Work to complete> Every line of the material must appear in the answer exactly as it does here.

Given data>
━━━

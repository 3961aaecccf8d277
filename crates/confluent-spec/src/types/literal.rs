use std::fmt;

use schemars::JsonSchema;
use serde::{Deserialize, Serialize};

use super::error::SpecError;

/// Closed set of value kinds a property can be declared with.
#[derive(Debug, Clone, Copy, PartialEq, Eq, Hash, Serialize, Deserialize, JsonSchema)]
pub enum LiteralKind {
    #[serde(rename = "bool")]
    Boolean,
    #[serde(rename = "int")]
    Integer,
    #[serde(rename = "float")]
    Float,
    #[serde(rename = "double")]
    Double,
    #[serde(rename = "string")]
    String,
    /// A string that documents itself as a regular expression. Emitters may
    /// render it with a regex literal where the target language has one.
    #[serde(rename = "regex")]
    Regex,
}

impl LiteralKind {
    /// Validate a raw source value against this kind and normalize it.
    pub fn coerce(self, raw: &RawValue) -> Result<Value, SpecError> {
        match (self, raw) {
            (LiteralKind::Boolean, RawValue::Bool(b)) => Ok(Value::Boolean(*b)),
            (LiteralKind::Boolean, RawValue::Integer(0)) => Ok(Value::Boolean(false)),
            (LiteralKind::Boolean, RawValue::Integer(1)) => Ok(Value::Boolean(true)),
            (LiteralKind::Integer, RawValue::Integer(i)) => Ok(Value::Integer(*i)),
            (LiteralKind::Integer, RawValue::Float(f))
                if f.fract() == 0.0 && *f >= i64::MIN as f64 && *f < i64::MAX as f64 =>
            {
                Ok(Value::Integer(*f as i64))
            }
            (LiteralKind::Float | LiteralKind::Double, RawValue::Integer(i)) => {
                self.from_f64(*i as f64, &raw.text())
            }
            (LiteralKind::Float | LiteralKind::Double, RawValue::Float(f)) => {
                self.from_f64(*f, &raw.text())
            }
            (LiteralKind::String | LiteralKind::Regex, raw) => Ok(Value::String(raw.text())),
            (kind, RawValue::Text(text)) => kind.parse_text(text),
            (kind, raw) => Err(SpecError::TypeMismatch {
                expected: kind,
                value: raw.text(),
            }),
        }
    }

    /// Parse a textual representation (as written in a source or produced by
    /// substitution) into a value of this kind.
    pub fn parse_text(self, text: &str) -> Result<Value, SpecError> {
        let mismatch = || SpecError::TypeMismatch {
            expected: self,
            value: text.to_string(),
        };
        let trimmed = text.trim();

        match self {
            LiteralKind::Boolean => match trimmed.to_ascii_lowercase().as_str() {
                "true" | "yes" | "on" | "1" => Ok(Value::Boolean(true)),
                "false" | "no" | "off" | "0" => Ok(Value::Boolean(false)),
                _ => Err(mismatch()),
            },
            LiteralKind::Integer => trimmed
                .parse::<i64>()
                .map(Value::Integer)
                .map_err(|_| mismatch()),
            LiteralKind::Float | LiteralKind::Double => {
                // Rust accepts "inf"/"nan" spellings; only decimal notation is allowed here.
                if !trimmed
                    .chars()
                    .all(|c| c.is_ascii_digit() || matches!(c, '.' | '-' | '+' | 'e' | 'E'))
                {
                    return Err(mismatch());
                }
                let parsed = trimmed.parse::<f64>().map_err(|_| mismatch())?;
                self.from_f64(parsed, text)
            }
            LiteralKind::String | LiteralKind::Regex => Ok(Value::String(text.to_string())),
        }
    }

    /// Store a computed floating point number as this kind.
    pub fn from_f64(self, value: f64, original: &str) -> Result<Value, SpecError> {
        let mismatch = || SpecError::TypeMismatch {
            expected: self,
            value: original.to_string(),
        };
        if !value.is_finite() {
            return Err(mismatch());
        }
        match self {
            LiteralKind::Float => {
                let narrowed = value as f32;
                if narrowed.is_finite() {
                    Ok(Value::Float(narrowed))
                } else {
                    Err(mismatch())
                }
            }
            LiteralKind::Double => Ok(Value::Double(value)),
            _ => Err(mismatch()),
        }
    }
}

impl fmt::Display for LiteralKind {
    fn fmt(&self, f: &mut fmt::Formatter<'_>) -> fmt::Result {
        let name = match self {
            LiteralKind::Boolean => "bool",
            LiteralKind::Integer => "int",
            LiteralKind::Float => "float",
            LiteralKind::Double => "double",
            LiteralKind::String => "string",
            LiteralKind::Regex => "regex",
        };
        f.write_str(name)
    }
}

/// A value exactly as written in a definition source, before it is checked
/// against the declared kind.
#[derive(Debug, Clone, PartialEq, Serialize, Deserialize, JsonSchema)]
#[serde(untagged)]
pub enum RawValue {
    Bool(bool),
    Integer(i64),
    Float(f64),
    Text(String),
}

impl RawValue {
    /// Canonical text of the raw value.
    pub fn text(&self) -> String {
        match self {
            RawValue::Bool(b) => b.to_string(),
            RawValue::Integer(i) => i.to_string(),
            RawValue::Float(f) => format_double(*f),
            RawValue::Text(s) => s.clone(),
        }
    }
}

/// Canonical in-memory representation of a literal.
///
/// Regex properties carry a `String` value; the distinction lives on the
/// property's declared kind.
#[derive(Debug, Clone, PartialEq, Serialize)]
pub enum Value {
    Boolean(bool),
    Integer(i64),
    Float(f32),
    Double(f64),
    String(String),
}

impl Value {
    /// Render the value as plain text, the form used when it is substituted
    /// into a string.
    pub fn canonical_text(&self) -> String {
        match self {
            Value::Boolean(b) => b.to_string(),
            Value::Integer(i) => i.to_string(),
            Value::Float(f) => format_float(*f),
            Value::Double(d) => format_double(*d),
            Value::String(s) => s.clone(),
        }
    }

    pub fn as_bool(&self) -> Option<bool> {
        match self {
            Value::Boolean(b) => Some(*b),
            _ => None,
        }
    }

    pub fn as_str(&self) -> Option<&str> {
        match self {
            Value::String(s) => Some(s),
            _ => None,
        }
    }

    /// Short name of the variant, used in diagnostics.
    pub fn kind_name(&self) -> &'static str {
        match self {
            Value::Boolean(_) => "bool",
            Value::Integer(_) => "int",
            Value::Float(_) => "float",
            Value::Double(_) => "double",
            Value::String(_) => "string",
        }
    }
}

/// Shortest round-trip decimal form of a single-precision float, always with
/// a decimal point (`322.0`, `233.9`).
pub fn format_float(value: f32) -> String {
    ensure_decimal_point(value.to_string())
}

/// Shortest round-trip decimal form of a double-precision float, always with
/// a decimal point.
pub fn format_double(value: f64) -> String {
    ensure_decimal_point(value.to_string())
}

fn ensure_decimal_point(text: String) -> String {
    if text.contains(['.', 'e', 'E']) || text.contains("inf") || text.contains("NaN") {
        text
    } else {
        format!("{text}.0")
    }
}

━━━

Task answer>
repository 3961aaecccf8d277
filename crates/confluent-spec/src/types/literal.rs
use std::fmt;

use schemars::JsonSchema;
use serde::{Deserialize, Serialize};

use super::error::SpecError;

/// Closed set of value kinds a property can be declared with.
#[derive(Debug, Clone, Copy, PartialEq, Eq, Hash, Serialize, Deserialize, JsonSchema)]
pub enum LiteralKind {
    #[serde(rename = "bool")]
    Boolean,
    #[serde(rename = "int")]
    Integer,
    #[serde(rename = "float")]
    Float,
    #[serde(rename = "double")]
    Double,
    #[serde(rename = "string")]
    String,
    /// A string that documents itself as a regular expression. Emitters may
    /// render it with a regex literal where the target language has one.
    #[serde(rename = "regex")]
    Regex,
}

impl LiteralKind {
    /// Validate a raw source value against this kind and normalize it.
    pub fn coerce(self, raw: &RawValue) -> Result<Value, SpecError> {
        match (self, raw) {
            (LiteralKind::Boolean, RawValue::Bool(b)) => Ok(Value::Boolean(*b)),
            (LiteralKind::Boolean, RawValue::Integer(0)) => Ok(Value::Boolean(false)),
            (LiteralKind::Boolean, RawValue::Integer(1)) => Ok(Value::Boolean(true)),
            (LiteralKind::Integer, RawValue::Integer(i)) => Ok(Value::Integer(*i)),
            (LiteralKind::Integer, RawValue::Float(f))
                if f.fract() == 0.0 && *f >= i64::MIN as f64 && *f < i64::MAX as f64 =>
            {
                Ok(Value::Integer(*f as i64))
            }
            (LiteralKind::Float | LiteralKind::Double, RawValue::Integer(i)) => {
                self.from_f64(*i as f64, &raw.text())
            }
            (LiteralKind::Float | LiteralKind::Double, RawValue::Float(f)) => {
                self.from_f64(*f, &raw.text())
            }
            (LiteralKind::String | LiteralKind::Regex, raw) => Ok(Value::String(raw.text())),
            (kind, RawValue::Text(text)) => kind.parse_text(text),
            (kind, raw) => Err(SpecError::TypeMismatch {
                expected: kind,
                value: raw.text(),
            }),
        }
    }

    /// Parse a textual representation (as written in a source or produced by
    /// substitution) into a value of this kind.
    pub fn parse_text(self, text: &str) -> Result<Value, SpecError> {
        let mismatch = || SpecError::TypeMismatch {
            expected: self,
            value: text.to_string(),
        };
        let trimmed = text.trim();

        match self {
            LiteralKind::Boolean => match trimmed.to_ascii_lowercase().as_str() {
                "true" | "yes" | "on" | "1" => Ok(Value::Boolean(true)),
                "false" | "no" | "off" | "0" => Ok(Value::Boolean(false)),
                _ => Err(mismatch()),
            },
            LiteralKind::Integer => trimmed
                .parse::<i64>()
                .map(Value::Integer)
                .map_err(|_| mismatch()),
            LiteralKind::Float | LiteralKind::Double => {
                // Rust accepts "inf"/"nan" spellings; only decimal notation is allowed here.
                if !trimmed
                    .chars()
                    .all(|c| c.is_ascii_digit() || matches!(c, '.' | '-' | '+' | 'e' | 'E'))
                {
                    return Err(mismatch());
                }
                let parsed = trimmed.parse::<f64>().map_err(|_| mismatch())?;
                self.from_f64(parsed, text)
            }
            LiteralKind::String | LiteralKind::Regex => Ok(Value::String(text.to_string())),
        }
    }

    /// Store a computed floating point number as this kind.
    pub fn from_f64(self, value: f64, original: &str) -> Result<Value, SpecError> {
        let mismatch = || SpecError::TypeMismatch {
            expected: self,
            value: original.to_string(),
        };
        if !value.is_finite() {
            return Err(mismatch());
        }
        match self {
            LiteralKind::Float => {
                let narrowed = value as f32;
                if narrowed.is_finite() {
                    Ok(Value::Float(narrowed))
                } else {
                    Err(mismatch())
                }
            }
            LiteralKind::Double => Ok(Value::Double(value)),
            _ => Err(mismatch()),
        }
    }
}

impl fmt::Display for LiteralKind {
    fn fmt(&self, f: &mut fmt::Formatter<'_>) -> fmt::Result {
        let name = match self {
            LiteralKind::Boolean => "bool",
            LiteralKind::Integer => "int",
            LiteralKind::Float => "float",
            LiteralKind::Double => "double",
            LiteralKind::String => "string",
            LiteralKind::Regex => "regex",
        };
        f.write_str(name)
    }
}

/// A value exactly as written in a definition source, before it is checked
/// against the declared kind.
#[derive(Debug, Clone, PartialEq, Serialize, Deserialize, JsonSchema)]
#[serde(untagged)]
pub enum RawValue {
    Bool(bool),
    Integer(i64),
    Float(f64),
    Text(String),
}

impl RawValue {
    /// Canonical text of the raw value.
    pub fn text(&self) -> String {
        match self {
            RawValue::Bool(b) => b.to_string(),
            RawValue::Integer(i) => i.to_string(),
            RawValue::Float(f) => format_double(*f),
            RawValue::Text(s) => s.clone(),
        }
    }
}

/// Canonical in-memory representation of a literal.
///
/// Regex properties carry a `String` value; the distinction lives on the
/// property's declared kind.
#[derive(Debug, Clone, PartialEq, Serialize)]
pub enum Value {
    Boolean(bool),
    Integer(i64),
    Float(f32),
    Double(f64),
    String(String),
}

impl Value {
    /// Render the value as plain text, the form used when it is substituted
    /// into a string.
    pub fn canonical_text(&self) -> String {
        match self {
            Value::Boolean(b) => b.to_string(),
            Value::Integer(i) => i.to_string(),
            Value::Float(f) => format_float(*f),
            Value::Double(d) => format_double(*d),
            Value::String(s) => s.clone(),
        }
    }

    pub fn as_bool(&self) -> Option<bool> {
        match self {
            Value::Boolean(b) => Some(*b),
            _ => None,
        }
    }

    pub fn as_str(&self) -> Option<&str> {
        match self {
            Value::String(s) => Some(s),
            _ => None,
        }
    }

    /// Short name of the variant, used in diagnostics.
    pub fn kind_name(&self) -> &'static str {
        match self {
            Value::Boolean(_) => "bool",
            Value::Integer(_) => "int",
            Value::Float(_) => "float",
            Value::Double(_) => "double",
            Value::String(_) => "string",
        }
    }
}

/// Shortest round-trip decimal form of a single-precision float, always with
/// a decimal point (`322.0`, `233.9`).
pub fn format_float(value: f32) -> String {
    ensure_decimal_point(value.to_string())
}

/// Shortest round-trip decimal form of a double-precision float, always with
/// a decimal point.
pub fn format_double(value: f64) -> String {
    ensure_decimal_point(value.to_string())
}

fn ensure_decimal_point(text: String) -> String {
    if text.contains(['.', 'e', 'E']) || text.contains("inf") || text.contains("NaN") {
        text
    } else {
        format!("{text}.0")
    }
}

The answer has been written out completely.